Very nice pics....goldenrod is just starting to bloom here in eastern kentucky


----------



## WWW (Feb 6, 2011)

Thanks for the positive comments everyone, the Goldenrod does seem to be very early this year, and to answer your question Tom I must say that I do not know very much about yarrow.


----------



## Tom G. Laury (May 24, 2008)

Thanks WWW, I see bees working it out here but...I think that is yarrow in the foreground of the goldenrod. Stalks with a white umbrel.


----------



## RAK (May 2, 2010)

Do farmers plant and harvest goldenrod? I see some farms with fields of yellow. I think it's goldenrod...


----------



## timgoodin (Mar 10, 2007)

Apparently there are many different species of what we commonly call goldenrod.
http://www.absoluteastronomy.com/topics/Goldenrod

Some of the species have an earlier bloom date than others.

I always notice a field with a large amount on my way to work that starts blooming in mid July every year. Most of the common goldenrod around my house blooms starting late August early September. They must be different varieties.

Farmers in our area do not plant it or produce it as a crop, it is indigenous to the area and grows anywhere there is not regular mowing, or cultivation. Conservation Reserve land and grown up lots are typically covered with it. 

Many states, KY included have recently recognized the benefit of allowing highway right of ways to grow up for wildlife in general and specifically honeybees, not to mention the cost savings in fuel and manpower for regular manicured mowing. 

It is always an indication for me that it is time for school to start and time to think about feeding the bees in the next three or four weeks if the hives are light for winter.

Beautiful pictures!!

Tim


----------



## WWW (Feb 6, 2011)

Tom, that is yarrow in the foreground but I don't ever remember seeing seeing bees on it, I guess I should take a closer look this weekend and see if bees are working it or not. 

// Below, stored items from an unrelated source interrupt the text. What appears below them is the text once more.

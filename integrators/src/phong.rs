//! Phong Integrator

use crate::{hemisphere_direction, orthonormal_basis};
use rt_core::camera::Camera;
use rt_core::common::{min, Float};
use rt_core::geometry::{Ray, Vector3f};
use rt_core::interaction::{ShadeInfo, Shader};
use rt_core::sampler::{map_to_hemisphere, ArcSampler};
use rt_core::scene::Scene;
use rt_core::spectrum::Color;

/// Phong direct lighting with depth-limited specular reflection:
/// emission terminal case, ambient term with optional ambient
/// occlusion, directional-light diffuse + glossy with a shadow ray,
/// Monte-Carlo area lights, hemisphere-sampled environment light and
/// recursive mirror bounces.
pub struct PhongShader {
    /// Strategy for ambient-occlusion hemisphere probes.
    ao_sampler: ArcSampler,

    /// Number of ambient-occlusion probes.
    ao_samples: usize,

    /// Whether ambient occlusion modulates the ambient term.
    enable_ao: bool,
}
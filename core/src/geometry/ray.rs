//! Rays

use super::{Point3f, Vector3f};
use crate::common::Float;

/// A ray with an origin and a direction. Immutable once constructed;
/// callers supply normalized directions.
#[derive(Copy, Clone, Debug)]
pub struct Ray {
    /// Origin.
    pub o: Point3f,

    /// Direction.
    pub d: Vector3f,
}

impl Ray {
    /// Creates a new ray.
    ///
    /// * `o` - Origin.
    /// * `d` - Direction.
    pub const fn new(o: Point3f, d: Vector3f) -> Self {
        Self { o, d }
    }

    /// Returns the point at the given parameter along the ray.
    ///
    /// * `t` - The ray parameter.
    pub fn point_at(&self, t: Float) -> Point3f {
        self.o + self.d * t
    }
}
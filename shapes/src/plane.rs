//! Planes

use rt_core::common::{Float, K_EPSILON};
use rt_core::geometry::{Hit, Point3f, Ray, Shape, Vector3f};
use rt_core::material::Material;
use std::sync::Arc;

/// An infinite plane given by a point and a normal.
pub struct Plane {
    /// A point on the plane.
    point: Point3f,

    /// Plane normal.
    normal: Vector3f,

    /// Surface material; `None` makes the plane a pure occluder.
    material: Option<Arc<Material>>,

    /// Self-intersection epsilon.
    ep: Float,

    /// Whether the plane occludes shadow rays.
    cast_shadow: bool,
}

impl Plane {
    /// Creates a new plane.
    ///
    /// * `point`    - A point on the plane.
    /// * `normal`   - Plane normal.
    /// * `material` - Surface material.
    pub fn new(point: Point3f, normal: Vector3f, material: Option<Arc<Material>>) -> Self {
        Self {
            point,
            normal,
            material,
            ep: 0.0,
            cast_shadow: true,
        }
    }

    /// Sets the self-intersection epsilon.
    ///
    /// * `ep` - Minimum accepted secondary-ray parameter.
    pub fn with_epsilon(mut self, ep: Float) -> Self {
        self.ep = ep;
        self
    }

    /// Sets whether the plane occludes shadow rays.
    ///
    /// * `enable` - The flag value.
    pub fn with_cast_shadow(mut self, enable: bool) -> Self {
        self.cast_shadow = enable;
        self
    }
}

impl Shape for Plane {
    /// Solves `t = (point − origin)·normal / direction·normal`.
    /// Near-parallel rays and negative parameters are misses.
    ///
    /// * `ray` - The ray to intersect.
    fn intersect(&self, ray: &Ray) -> Option<Hit> {
        let a = (self.point - ray.o).dot(&self.normal);
        let b = ray.d.dot(&self.normal);
        if b.abs() < K_EPSILON {
            return None;
        }
        let t = a / b;
        (t > 0.0).then(|| Hit::new(ray.point_at(t), t))
    }

    /// Returns the plane normal regardless of the point.
    fn normal_at(&self, _point: &Point3f) -> Vector3f {
        self.normal
    }

    fn material(&self) -> Option<Arc<Material>> {
        self.material.clone()
    }

    fn epsilon(&self) -> Float {
        self.ep
    }

    fn casts_shadow(&self) -> bool {
        self.cast_shadow
    }
}
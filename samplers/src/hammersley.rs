//! Hammersley Sampler.

use rt_core::common::Float;
use rt_core::geometry::Point2f;
use rt_core::sampler::{Sampler, SamplerError};

/// Deterministic low-discrepancy point set: `x_i = i/n` and `y_i` the
/// base-2 radical inverse of `i`. Identical output for identical `n`.
#[derive(Copy, Clone, Debug, Default)]
pub struct HammersleySampler;

impl HammersleySampler {
    /// Creates a new `HammersleySampler`.
    pub fn new() -> Self {
        Self
    }
}

/// Reverses the bits of `v` around the radix point in base 2.
///
/// * `v` - The index to invert.
fn radical_inverse_base2(mut v: usize) -> Float {
    let mut x = 0.0;
    let mut f = 0.5;
    while v != 0 {
        x += f * (v & 1) as Float;
        v >>= 1;
        f *= 0.5;
    }
    x
}

impl Sampler for HammersleySampler {
    /// Generates the first `n` Hammersley points.
    ///
    /// * `n` - Number of samples.
    fn generate(&self, n: usize) -> Result<Vec<Point2f>, SamplerError> {
        Ok((0..n)
            .map(|i| Point2f::new(i as Float / n as Float, radical_inverse_base2(i)))
            .collect())
    }
}
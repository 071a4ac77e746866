//! Samplers

mod hammersley;
mod jittered;
mod multi_jittered;
mod nrooks;
mod random;

// Re-export
pub use hammersley::*;
pub use jittered::*;
pub use multi_jittered::*;
pub use nrooks::*;
pub use random::*;

use rt_core::sampler::SamplerError;

/// Returns the side length `t` of the `t×t` stratification grid for a
/// perfect-square sample count, or the invalid-argument error.
///
/// * `n` - Requested sample count.
pub(crate) fn grid_side(n: usize) -> Result<usize, SamplerError> {
    let t = (n as f64).sqrt().round() as usize;
    if t * t == n {
        Ok(t)
    } else {
        Err(SamplerError::NotPerfectSquare(n))
    }
}

#[cfg(test)]
mod tests {
    use super::*;

    #[test]
    fn grid_side_accepts_squares() {
        assert_eq!(grid_side(16), Ok(4));
        assert_eq!(grid_side(1), Ok(1));
    }

    #[test]
    fn grid_side_rejects_non_squares() {
        assert_eq!(grid_side(15), Err(SamplerError::NotPerfectSquare(15)));
    }
}
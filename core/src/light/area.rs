//! Area Light

use crate::common::Float;
use crate::geometry::{ArcShape, Point3f};
use crate::sampler::{ArcSampler, SamplerError};
use std::sync::Arc;

/// An emitter wrapping a surface-sampleable shape. The shape must also
/// be added to the scene's shape list by the caller so the emitter is
/// directly visible and occludes other rays.
#[derive(Clone)]
pub struct AreaLight {
    /// The emitter shape. Carries the emissive material.
    pub shape: ArcShape,

    /// Strategy used to stratify sample points over the emitter.
    pub sampler: ArcSampler,

    /// Number of surface samples per shading evaluation.
    pub num_samples: usize,
}

impl AreaLight {
    /// Creates a new area light.
    ///
    /// * `shape`       - The emitter shape; must support surface sampling.
    /// * `sampler`     - Sample strategy.
    /// * `num_samples` - Surface samples per shading evaluation.
    pub fn new(shape: ArcShape, sampler: ArcSampler, num_samples: usize) -> Self {
        debug_assert!(shape.area() > 0.0, "area light shape must be sampleable");
        Self {
            shape: Arc::clone(&shape),
            sampler,
            num_samples,
        }
    }

    /// Returns the probability density of a surface sample point,
    /// uniform over the emitter area.
    pub fn pdf(&self) -> Float {
        1.0 / self.shape.area()
    }

    /// Generates a fresh stratified batch of sample points on the
    /// emitter surface.
    pub fn sample_points(&self) -> Result<Vec<Point3f>, SamplerError> {
        let samples = self.sampler.generate(self.num_samples)?;
        Ok(samples
            .iter()
            .filter_map(|u| self.shape.sample_point(u))
            .collect())
    }
}

#[cfg(test)]
mod tests {
    use super::*;
    use crate::geometry::{Hit, Point2f, Ray, Shape, Vector3f};
    use crate::material::Material;
    use crate::sampler::Sampler;
    use float_cmp::approx_eq;

    struct FlatEmitter {
        size: Float,
    }

    impl Shape for FlatEmitter {
        fn intersect(&self, _ray: &Ray) -> Option<Hit> {
            None
        }

        fn normal_at(&self, _point: &Point3f) -> Vector3f {
            Vector3f::new(0.0, -1.0, 0.0)
        }

        fn material(&self) -> Option<Arc<Material>> {
            None
        }

        fn epsilon(&self) -> Float {
            0.0
        }

        fn casts_shadow(&self) -> bool {
            true
        }

        fn area(&self) -> Float {
            self.size * self.size
        }

        fn sample_point(&self, u: &Point2f) -> Option<Point3f> {
            Some(Point3f::new(u.x * self.size, 0.0, u.y * self.size))
        }
    }

    struct FixedSampler;

    impl Sampler for FixedSampler {
        fn generate(&self, n: usize) -> Result<Vec<Point2f>, SamplerError> {
            Ok(vec![Point2f::new(0.5, 0.5); n])
        }
    }

    #[test]
    fn pdf_is_inverse_area() {
        let light = AreaLight::new(
            Arc::new(FlatEmitter { size: 40.0 }),
            Arc::new(FixedSampler),
            4,
        );
        assert!(approx_eq!(Float, light.pdf(), 1.0 / 1600.0, epsilon = 1e-9));
    }

    #[test]
    fn sample_batch_maps_onto_the_surface() {
        let light = AreaLight::new(
            Arc::new(FlatEmitter { size: 40.0 }),
            Arc::new(FixedSampler),
            8,
        );
        let points = light.sample_points().unwrap();
        assert_eq!(points.len(), 8);
        assert_eq!(points[0], Point3f::new(20.0, 0.0, 20.0));
    }
}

Rak, as far as I know Goldenrod is a weed and just another problem for farmers to deal with, but to us beekeepers it is late summer and Fall gold.

Thank you Tim.


----------



## Hokie Bee Daddy (Apr 1, 2011)

Rak, rapeseed or canola has yellow flowers also and that is cultivated. That may be what you're seeing. I understand bees work that heavily.


----------



## wildflowerlanehoney (Aug 17, 2010)

golden rod is not quite ready to bloom around here yet, but it is getting close.


----------



## jadell (Jun 19, 2011)

That's queen anne's lace in the front. (white flowers) Plenty of it in hay fields and areas that aren't mowed often.


----------